§ ACTIVITY
Among the records below, find the lines that contain "anyhow" and copy each of them.

BEGIN EXERCISE DATA

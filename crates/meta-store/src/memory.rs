//! In-process metadata store.

use std::collections::BTreeMap;

use anyhow::{anyhow, Result};
use async_trait::async_trait;
use checkpoint::{BinlogPosition, CheckpointStore};
use chrono::Utc;
use tokio::sync::Mutex;
use tracing::{debug, info};

use crate::model::{
    dump_config_rewritten, page_bounds, position_info, DestinationRecord, NewTask, TaskRecord,
    TaskState,
};
use crate::store::MetaStore;

#[derive(Default)]
struct Tables {
    tasks: BTreeMap<i64, TaskRecord>,
    destinations: BTreeMap<i64, DestinationRecord>,
    next_task: i64,
    next_destination: i64,
}

/// Metadata kept in memory for the lifetime of the process.
#[derive(Default)]
pub struct MemoryMetaStore {
    tables: Mutex<Tables>,
}

impl MemoryMetaStore {
    pub fn new() -> Self {
        Self::default()
    }

    /// Create every task in order. Ids start at 1.
    pub async fn seeded(tasks: Vec<NewTask>) -> Result<Self> {
        let store = Self::new();
        for task in tasks {
            store.create_task(task).await?;
        }
        Ok(store)
    }

    async fn modify(&self, id: i64, f: impl FnOnce(&mut TaskRecord) -> Result<()> + Send) -> Result<()> {
        let mut tables = self.tables.lock().await;
        let task = tables
            .tasks
            .get_mut(&id)
            .ok_or_else(|| anyhow!("Task {id} not found"))?;
        f(task)?;
        task.updated = Utc::now();
        Ok(())
    }
}

#[async_trait]
impl MetaStore for MemoryMetaStore {
    async fn list_tasks(&self, page: usize, size: usize) -> Result<Vec<TaskRecord>> {
        let (offset, limit) = page_bounds(page, size);
        let tables = self.tables.lock().await;
        Ok(tables.tasks.values().skip(offset).take(limit).cloned().collect())
    }

    async fn get_task(&self, id: i64) -> Result<Option<TaskRecord>> {
        Ok(self.tables.lock().await.tasks.get(&id).cloned())
    }

    async fn create_task(&self, task: NewTask) -> Result<TaskRecord> {
        let now = Utc::now();
        let mut tables = self.tables.lock().await;

        let mut ids = Vec::with_capacity(task.destinations.len());
        for dest in task.destinations {
            tables.next_destination += 1;
            let id = tables.next_destination;
            tables.destinations.insert(
                id,
                DestinationRecord {
                    id,
                    dest_type: dest.dest_type,
                    name: dest.name,
                    config: dest.config.to_string(),
                    created: now,
                    updated: now,
                },
            );
            ids.push(id.to_string());
        }

        tables.next_task += 1;
        let record = TaskRecord {
            id: tables.next_task,
            title: task.title,
            src_type: task.src_type,
            src: task.src.to_string(),
            dest: ids.join(","),
            state: TaskState::Stopped.code(),
            info: None,
            created: now,
            updated: now,
        };
        tables.tasks.insert(record.id, record.clone());
        info!("Created task {} ({})", record.id, record.title);
        Ok(record)
    }

    async fn get_destinations(&self, task: &TaskRecord) -> Result<Vec<DestinationRecord>> {
        let ids = task.dest_ids()?;
        let tables = self.tables.lock().await;
        Ok(ids
            .iter()
            .filter_map(|id| tables.destinations.get(id).cloned())
            .collect())
    }

    async fn update_state(&self, id: i64, state: TaskState) -> Result<()> {
        self.modify(id, |task| {
            task.state = state.code();
            Ok(())
        })
        .await?;
        debug!("Task {id} state set to {state}");
        Ok(())
    }

    async fn update_position(&self, id: i64, position: &BinlogPosition) -> Result<()> {
        if position.is_unset() {
            return Ok(());
        }
        let info = position_info(position)?;
        self.modify(id, |task| {
            task.info = Some(info);
            Ok(())
        })
        .await
    }

    async fn update_dump_config(&self, id: i64, dump_config: Option<serde_json::Value>) -> Result<()> {
        self.modify(id, |task| {
            task.src = dump_config_rewritten(&task.src, dump_config)?;
            Ok(())
        })
        .await
    }
}

#[async_trait]
impl CheckpointStore for MemoryMetaStore {
    async fn save_position(&self, task_id: i64, position: &BinlogPosition) -> Result<()> {
        self.update_position(task_id, position).await
    }

    async fn load_position(&self, task_id: i64) -> Result<Option<BinlogPosition>> {
        Ok(self.get_task(task_id).await?.and_then(|t| t.position()))
    }
}

#[cfg(test)]
mod tests {
    use super::*;
    use crate::model::NewDestination;
    use serde_json::json;

    fn new_task(title: &str, dests: usize) -> NewTask {
        NewTask {
            title: title.to_string(),
            src_type: 1,
            src: json!({"host": "h", "username": "u", "dumpConfig": {"databases": ["shop"]}}),
            destinations: (0..dests)
                .map(|i| NewDestination {
                    dest_type: 1,
                    name: format!("d{i}"),
                    config: json!({"errorContinue": true}),
                })
                .collect(),
        }
    }

    #[tokio::test]
    async fn test_create_and_get_destinations() {
        let store = MemoryMetaStore::new();
        store.create_task(new_task("first", 1)).await.unwrap();
        let task = store.create_task(new_task("second", 2)).await.unwrap();

        assert_eq!(task.id, 2);
        assert_eq!(task.dest, "2,3");
        assert_eq!(task.task_state(), Some(TaskState::Stopped));

        let dests = store.get_destinations(&task).await.unwrap();
        assert_eq!(dests.iter().map(|d| d.name.as_str()).collect::<Vec<_>>(), vec!["d0", "d1"]);
        assert!(store.get_task(9).await.unwrap().is_none());
    }

    #[tokio::test]
    async fn test_position_updates_skip_unset() {
        let store = MemoryMetaStore::seeded(vec![new_task("t", 0)]).await.unwrap();
        store
            .save_position(1, &BinlogPosition::new("mysql-bin.000001", 300))
            .await
            .unwrap();
        store
            .save_position(1, &BinlogPosition::new("mysql-bin.000002", 0))
            .await
            .unwrap();
        assert_eq!(
            store.load_position(1).await.unwrap(),
            Some(BinlogPosition::new("mysql-bin.000001", 300))
        );
        assert!(store.update_position(7, &BinlogPosition::new("b", 1)).await.is_err());
    }

    #[tokio::test]
    async fn test_state_and_dump_config() {
        let store = MemoryMetaStore::seeded(vec![new_task("t", 0)]).await.unwrap();
        store.update_state(1, TaskState::Running).await.unwrap();
        store.update_dump_config(1, None).await.unwrap();

        let task = store.get_task(1).await.unwrap().unwrap();
        assert_eq!(task.task_state(), Some(TaskState::Running));
        let src: serde_json::Value = serde_json::from_str(&task.src).unwrap();
        assert!(src.get("dumpConfig").is_none());
    }

    #[tokio::test]
    async fn test_list_pages() {
        let store = MemoryMetaStore::new();
        for i in 0..12 {
            store.create_task(new_task(&format!("t{i}"), 0)).await.unwrap();
        }
        assert_eq!(store.list_tasks(1, 10).await.unwrap().len(), 10);
        let second = store.list_tasks(2, 10).await.unwrap();
        assert_eq!(second.len(), 2);
        assert_eq!(second[0].id, 11);
    }
}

END EXERCISE DATA

§ ANSWER TO THE PROBLEM
use anyhow::{anyhow, Result};
            .ok_or_else(|| anyhow!("Task {id} not found"))?;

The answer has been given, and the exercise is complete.